AlphaBay, and later Hansa, was one of many markets that filled the void left by the notorious drug sales market Silk Road, which was shuttered by law enforcement in 2013. Some of these opportunistic markets quickly shut their doors, while others were scams to take advantage of buyers looking for new places to purchase illegal goods. Sheep Market absconded with more than $40 million in an elaborate exit scam. Evolution bilked $12 million from vendors in 2015. Other markets have come and gone for various reasons, including law enforcement takedowns such as Silk Road 2.0 in 2014. AlphaBay opened shop in 2014 and by 2015 had become the largest darknet marketplace. Until their recent takedown, AlphaBay remained the longest lasting market also ranked at the most popular while Hansa was ranked third.
Drug sales are the main driver behind the plethora of darknet markets. Following Silk Road, most markets opened their policies to include many items, including guns and stolen data. Partially due to the 2014 retail dumps, excess credit card data drove the growth of new markets, as discussed in my article “Dynamic Changes in Underground Data Markets.” Customers who otherwise would not have purchased stolen digital content now had easy access, creating more demand. Botnets, hacking services, and other cybersecurity-related goods also appeared on new markets, attracting impulse buyers who otherwise would have had no access.
The recent law enforcement takedowns will inevitably change behaviors in current markets, temporarily reducing the buying and selling of illicit digital goods. Both buyers and sellers will be on guard, but it is naive to believe that stolen data and malware sales will decline. The takedowns of these markets will be only a hiccup in overall sales because other markets are quite willing to take on new customers.

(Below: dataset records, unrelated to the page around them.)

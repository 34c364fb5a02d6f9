// Copyright (C) 2026 Fred Clausen
// Use of this source code is governed by an MIT-style
// license that can be found in the LICENSE file or at
// https://opensource.org/licenses/MIT.

use crate::{
    DomainError, validate_amount, validate_email, validate_kermesse_fields, validate_name,
    validate_points, validate_stand_fields, validate_tombola_fields,
};

#[test]
fn test_blank_names_are_rejected() {
    assert!(matches!(
        validate_name("kermesse name", "   "),
        Err(DomainError::InvalidName { field: "kermesse name", .. })
    ));
    assert!(validate_name("kermesse name", "Spring Fair").is_ok());
}

#[test]
fn test_overlong_names_are_rejected() {
    let long: String = "x".repeat(121);
    assert!(validate_name("stand name", &long).is_err());
}

#[test]
fn test_email_shape() {
    assert!(validate_email("parent@school.org").is_ok());
    for bad in [
        "",
        "parent",
        "@school.org",
        "parent@school",
        "a@b@c.org",
        "p arent@school.org",
        "parent@.org",
    ] {
        assert!(
            matches!(validate_email(bad), Err(DomainError::InvalidEmail(_))),
            "{bad} should be rejected"
        );
    }
}

#[test]
fn test_amounts_must_be_positive_and_storable() {
    assert!(validate_amount("amount", 1).is_ok());
    assert!(matches!(
        validate_amount("amount", 0),
        Err(DomainError::InvalidAmount { field: "amount", .. })
    ));
    assert!(validate_amount("amount", u64::MAX).is_err());
}

#[test]
fn test_stand_fields_allow_free_stands() {
    assert!(validate_stand_fields("Ring toss", "", 0, 0).is_ok());
    assert!(validate_stand_fields("", "", 0, 0).is_err());
    assert!(validate_stand_fields("Ring toss", "", u64::MAX, 0).is_err());
}

#[test]
fn test_tombola_fields_require_priced_tickets() {
    assert!(validate_tombola_fields("Raffle", "Bicycle", 10).is_ok());
    assert!(validate_tombola_fields("Raffle", "", 10).is_err());
    assert!(validate_tombola_fields("Raffle", "Bicycle", 0).is_err());
}

#[test]
fn test_kermesse_fields() {
    assert!(validate_kermesse_fields("Spring Fair", "").is_ok());
    assert!(validate_kermesse_fields("Spring Fair", &"d".repeat(2001)).is_err());
}

#[test]
fn test_points_must_fit_storage() {
    assert!(validate_points(250).is_ok());
    assert!(validate_points(u32::MAX).is_err());
}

It is relatively simple to use search engines and popular communities to find a list of darknet markets. Sites such as Dream Market are still very active. Dream Market is mostly a drug-sales market but also includes a large amount of digital goods. The following screen image shows postings for stolen accounts, including digital streaming accounts, and various fraud tools.
We also expect to see continued sales of stolen data and malware because some markets, especially the smallest, are eager to take on the new business. The relatively new market House of Lions is offering AlphaBay vendors discounts to move their shipments to its platform. These new platforms need established, trusted sellers to bring in more clients.

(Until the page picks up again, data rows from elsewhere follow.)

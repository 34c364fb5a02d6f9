// Copyright (C) 2026 Fred Clausen
// Use of this source code is governed by an MIT-style
// license that can be found in the LICENSE file or at
// https://opensource.org/licenses/MIT.

//! Persistence layer for the kermesse engine.
//!
//! This crate owns the transactional store: users and their balances,
//! kermesses, stands and their stock, participations, tombolas and
//! tickets. It is built on Diesel over `SQLite`.
//!
//! ## Transactions
//!
//! All access goes through a [`StoreTransaction`]:
//!
//! - [`Persistence::immediate_transaction`] opens `BEGIN IMMEDIATE`, taking
//!   the database write lock before the first read. Every check made inside
//!   the closure therefore sees the latest committed state and nothing can
//!   change it until commit. Returning `Err` rolls everything back.
//! - [`Persistence::read`] opens a deferred transaction for consistent
//!   multi-query reads.
//!
//! ## Ledger and inventory
//!
//! Balances and stock are never written from a value computed in Rust.
//! `mutations::ledger` and `mutations::inventory` apply signed deltas with
//! the sufficiency check folded into the `UPDATE` itself.
//!
//! ## Testing
//!
//! `Persistence::new_in_memory` gives every caller its own shared-cache
//! in-memory database, so tests are isolated without touching the disk.

#![deny(
    clippy::pedantic,
    clippy::cargo,
    clippy::nursery,
    clippy::style,
    clippy::correctness,
    clippy::all,
    clippy::suspicious,
    clippy::complexity,
    clippy::perf,
    clippy::unwrap_used,
    clippy::expect_used
)]
#![allow(clippy::multiple_crate_versions)]

use diesel::SqliteConnection;
use diesel::connection::Connection;
use kermesse_domain::{Kermesse, KermesseStatistics, Participation, Stand, Ticket, Tombola, User};
use std::path::Path;
use std::sync::atomic::{AtomicU64, Ordering};

use crate::backend::sqlite::Storage;

mod backend;
mod data_models;
mod diesel_schema;
mod error;
mod filters;
mod mutations;
mod queries;

#[cfg(test)]
mod tests;

pub use data_models::{NewParticipation, NewStand, NewTombola, NewUser, UserCredentials};
pub use error::PersistenceError;
pub use filters::{
    ActorScope, KermesseFilter, ParticipationFilter, StandFilter, TicketFilter, TombolaFilter,
};

/// Atomic counter for generating unique in-memory database names.
static DB_COUNTER: AtomicU64 = AtomicU64::new(0);

/// Persistence adapter over a single `SQLite` connection.
pub struct Persistence {
    conn: SqliteConnection,
}

/// Carries either the caller's error or a Diesel error out of a Diesel transaction.
enum TxError<E> {
    Caller(E),
    Diesel(diesel::result::Error),
}

impl<E> From<diesel::result::Error> for TxError<E> {
    fn from(err: diesel::result::Error) -> Self {
        Self::Diesel(err)
    }
}

impl Persistence {
    /// Creates a new persistence adapter with an in-memory `SQLite` database.
    ///
    /// Each call receives a unique database instance via atomic counter.
    ///
    /// # Errors
    ///
    /// Returns an error if the database cannot be initialized.
    pub fn new_in_memory() -> Result<Self, PersistenceError> {
        let db_id = DB_COUNTER.fetch_add(1, Ordering::SeqCst);
        let shared_memory_url = format!("file:kermesse_memdb_{db_id}?mode=memory&cache=shared");

        let conn: SqliteConnection =
            backend::sqlite::open_connection(&shared_memory_url, Storage::Memory)?;

        Ok(Self { conn })
    }

    /// Creates a new persistence adapter with a file-based `SQLite` database.
    ///
    /// Several adapters may open the same file; their write transactions
    /// are serialized by the database lock.
    ///
    /// # Arguments
    ///
    /// * `path` - The path to the `SQLite` database file
    ///
    /// # Errors
    ///
    /// Returns an error if the database cannot be opened or initialized.
    pub fn new_with_file<P: AsRef<Path>>(path: P) -> Result<Self, PersistenceError> {
        let path_str = path.as_ref().to_str().ok_or_else(|| {
            PersistenceError::InitializationError("Invalid database path".to_string())
        })?;

        let conn: SqliteConnection = backend::sqlite::open_connection(path_str, Storage::File)?;

        Ok(Self { conn })
    }

    /// Verifies that foreign key enforcement is enabled.
    ///
    /// # Errors
    ///
    /// Returns an error if foreign key enforcement is not enabled.
    pub fn verify_foreign_key_enforcement(&mut self) -> Result<(), PersistenceError> {
        backend::sqlite::verify_foreign_key_enforcement(&mut self.conn)
    }

    /// Runs `f` inside a `BEGIN IMMEDIATE` transaction.
    ///
    /// The write lock is held from the first statement to commit, so
    /// check-then-write sequences inside `f` cannot interleave with another
    /// writer. Any `Err` from `f` rolls back every write made in it.
    ///
    /// # Errors
    ///
    /// Returns the error produced by `f`, or a `PersistenceError` converted
    /// into `E` if the transaction itself cannot begin or commit.
    pub fn immediate_transaction<T, E, F>(&mut self, f: F) -> Result<T, E>
    where
        F: FnOnce(&mut StoreTransaction<'_>) -> Result<T, E>,
        E: From<PersistenceError>,
    {
        self.conn
            .immediate_transaction::<T, TxError<E>, _>(|conn| {
                let mut tx = StoreTransaction { conn };
                f(&mut tx).map_err(TxError::Caller)
            })
            .map_err(|err| match err {
                TxError::Caller(err) => err,
                TxError::Diesel(err) => E::from(PersistenceError::from(err)),
            })
    }

    /// Runs read-only work inside a deferred transaction.
    ///
    /// # Errors
    ///
    /// Returns the error produced by `f`, or a `PersistenceError` converted
    /// into `E` if the transaction cannot begin.
    pub fn read<T, E, F>(&mut self, f: F) -> Result<T, E>
    where
        F: FnOnce(&mut StoreTransaction<'_>) -> Result<T, E>,
        E: From<PersistenceError>,
    {
        self.conn
            .transaction::<T, TxError<E>, _>(|conn| {
                let mut tx = StoreTransaction { conn };
                f(&mut tx).map_err(TxError::Caller)
            })
            .map_err(|err| match err {
                TxError::Caller(err) => err,
                TxError::Diesel(err) => E::from(PersistenceError::from(err)),
            })
    }
}

/// Handle to the store inside an open transaction.
///
/// Every method dispatches to a `queries::*` or `mutations::*` function on
/// the transaction's connection.
pub struct StoreTransaction<'c> {
    conn: &'c mut SqliteConnection,
}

We’ve already seen evidence of customers quickly migrating to new markets, with some struggling to keep up with the influx of users. Hansa, which has been operated by law enforcement since June 20, saw a large influx of AlphaBay users flock to its services. On July 17, law enforcement halted registrations to deal with the large migration.
Unlike in the days of Silk Road, buyers and sellers have many choices today. Formerly, darknet markets used various digital currencies and were just beginning to use Bitcoin as their primary means of trade, according to the McAfee report “Digital Laundry.” Silk Road popularized Bitcoin for darknet markets and it remains the primary currency. Several markets—such as Wall Street or Trade Route, which offer stolen databases and identity theft data among other goods—are experimenting in other crypto coins, such as Monero.

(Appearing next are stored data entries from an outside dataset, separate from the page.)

// Copyright (C) 2026 Fred Clausen
// Use of this source code is governed by an MIT-style
// license that can be found in the LICENSE file or at
// https://opensource.org/licenses/MIT.

//! Racing commands on separate connections to one database file.

use std::path::Path;
use std::sync::{Arc, Barrier};
use std::thread;

use kermesse_domain::StandCategory;
use kermesse_persistence::Persistence;

use crate::handlers::{participations, tombolas, users};
use crate::{
    ApiError, AuthenticatedActor, BuyTicketRequest, CreateParticipationRequest, ErrorKind,
    NoopNotifier, SendJetonRequest,
};

use super::helpers::{Fair, balance_of, open_tombola, setup_fair_in};

fn file_fair(path: &Path, category: StandCategory, price: u64, stock: u64) -> Fair {
    let persistence = Persistence::new_with_file(path).unwrap();
    setup_fair_in(persistence, category, price, stock)
}

/// Runs `command` on two threads at once, each with its own connection.
fn race<T, F>(path: &Path, command: F) -> Vec<Result<T, ApiError>>
where
    T: Send + 'static,
    F: Fn(&mut Persistence) -> Result<T, ApiError> + Send + Sync + 'static,
{
    let barrier = Arc::new(Barrier::new(2));
    let command = Arc::new(command);

    let handles: Vec<_> = (0..2)
        .map(|_| {
            let barrier = Arc::clone(&barrier);
            let command = Arc::clone(&command);
            let path = path.to_path_buf();
            thread::spawn(move || {
                let mut persistence = Persistence::new_with_file(&path).unwrap();
                barrier.wait();
                command(&mut persistence)
            })
        })
        .collect();

    handles.into_iter().map(|h| h.join().unwrap()).collect()
}

#[test]
fn test_concurrent_purchases_cannot_double_spend() {
    let dir = tempfile::tempdir().unwrap();
    let path = dir.path().join("double_spend.db");
    let mut fair = file_fair(&path, StandCategory::Food, 60, 5);
    let parent: AuthenticatedActor = fair.parent;
    let stand_id = fair.stand.stand_id;

    let results = race(&path, move |persistence| {
        participations::create_participation(
            persistence,
            &NoopNotifier,
            &parent,
            CreateParticipationRequest {
                stand_id,
                quantity: Some(1),
            },
        )
    });

    assert_eq!(results.iter().filter(|r| r.is_ok()).count(), 1);
    let failure = results.iter().find_map(|r| r.as_ref().err()).unwrap();
    assert!(matches!(
        failure.kind(),
        ErrorKind::BadRequest | ErrorKind::Conflict
    ));

    assert_eq!(balance_of(&mut fair.persistence, parent.id), 40);
    assert_eq!(balance_of(&mut fair.persistence, fair.holder.id), 60);
    let stand = fair
        .persistence
        .read(|tx| tx.get_stand(stand_id))
        .unwrap()
        .unwrap();
    assert_eq!(stand.stock, 4);
}

#[test]
fn test_concurrent_draws_pick_one_winner() {
    let dir = tempfile::tempdir().unwrap();
    let path = dir.path().join("double_draw.db");
    let mut fair = file_fair(&path, StandCategory::Drink, 1, 1);
    let (parent, student, organizer) = (fair.parent, fair.student, fair.organizer);

    users::send_jeton(
        &mut fair.persistence,
        &parent,
        &SendJetonRequest {
            student_id: student.id,
            amount: 20,
        },
    )
    .unwrap();
    let tombola = open_tombola(&mut fair.persistence, &organizer, fair.kermesse_id, 5);
    for _ in 0..4 {
        tombolas::buy_ticket(
            &mut fair.persistence,
            &NoopNotifier,
            &student,
            BuyTicketRequest {
                tombola_id: tombola.tombola_id,
            },
        )
        .unwrap();
    }
    let tombola_id = tombola.tombola_id;

    let results = race(&path, move |persistence| {
        tombolas::finish_tombola(persistence, &NoopNotifier, &organizer, tombola_id)
    });

    assert_eq!(results.iter().filter(|r| r.is_ok()).count(), 1);
    let failure = results.iter().find_map(|r| r.as_ref().err()).unwrap();
    assert_eq!(failure.kind(), ErrorKind::Conflict);

    let winners = fair
        .persistence
        .read(|tx| tx.count_winners(tombola_id))
        .unwrap();
    assert_eq!(winners, 1);
}

#[test]
fn test_concurrent_transfers_keep_total() {
    let dir = tempfile::tempdir().unwrap();
    let path = dir.path().join("transfers.db");
    let mut fair = file_fair(&path, StandCategory::Food, 1, 1);
    let (parent, student) = (fair.parent, fair.student);

    let results = race(&path, move |persistence| {
        users::send_jeton(
            persistence,
            &parent,
            &SendJetonRequest {
                student_id: student.id,
                amount: 70,
            },
        )
    });

    assert_eq!(results.iter().filter(|r| r.is_ok()).count(), 1);
    assert_eq!(balance_of(&mut fair.persistence, parent.id), 30);
    assert_eq!(balance_of(&mut fair.persistence, student.id), 70);
}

Buyers looking for ransomware can find listings on Zion. Nearly all the darknet markets deal in stolen credit cards, so there are plenty options. Each market has its own focus and features. Buyers and sellers inconvenienced by the takedown of AlphaBay and Hansa will find their way to one of the many options available today, just as with legitimate retail shops.
Darknet markets fill the demand for digital data. Although facilitators of those sales were taken down, the market for data still exists. We will still see the buying and selling of credit cards, databases, entertainment accounts, and other data. The demand will also continue to lead to attacks to acquire this data. If enough markets are taken down, it may eventually become too risky for criminals to remain in business, but in the meantime we must be diligent to protect our assets.
You personally may not be able to secure all your data because much of it may be stored outside of your control; however, there are many ways to reduce risk. For businesses, this includes maintaining proper procedures and security practices. For individuals, this includes good security hygiene. Never share passwords and keep an eye on bank accounts for suspicious activity. As long as there is value in data, we must take steps to secure it.
 “Dynamic Changes in Underground Markets,” by Charles McFarland. Cecile Park Media, November 2016.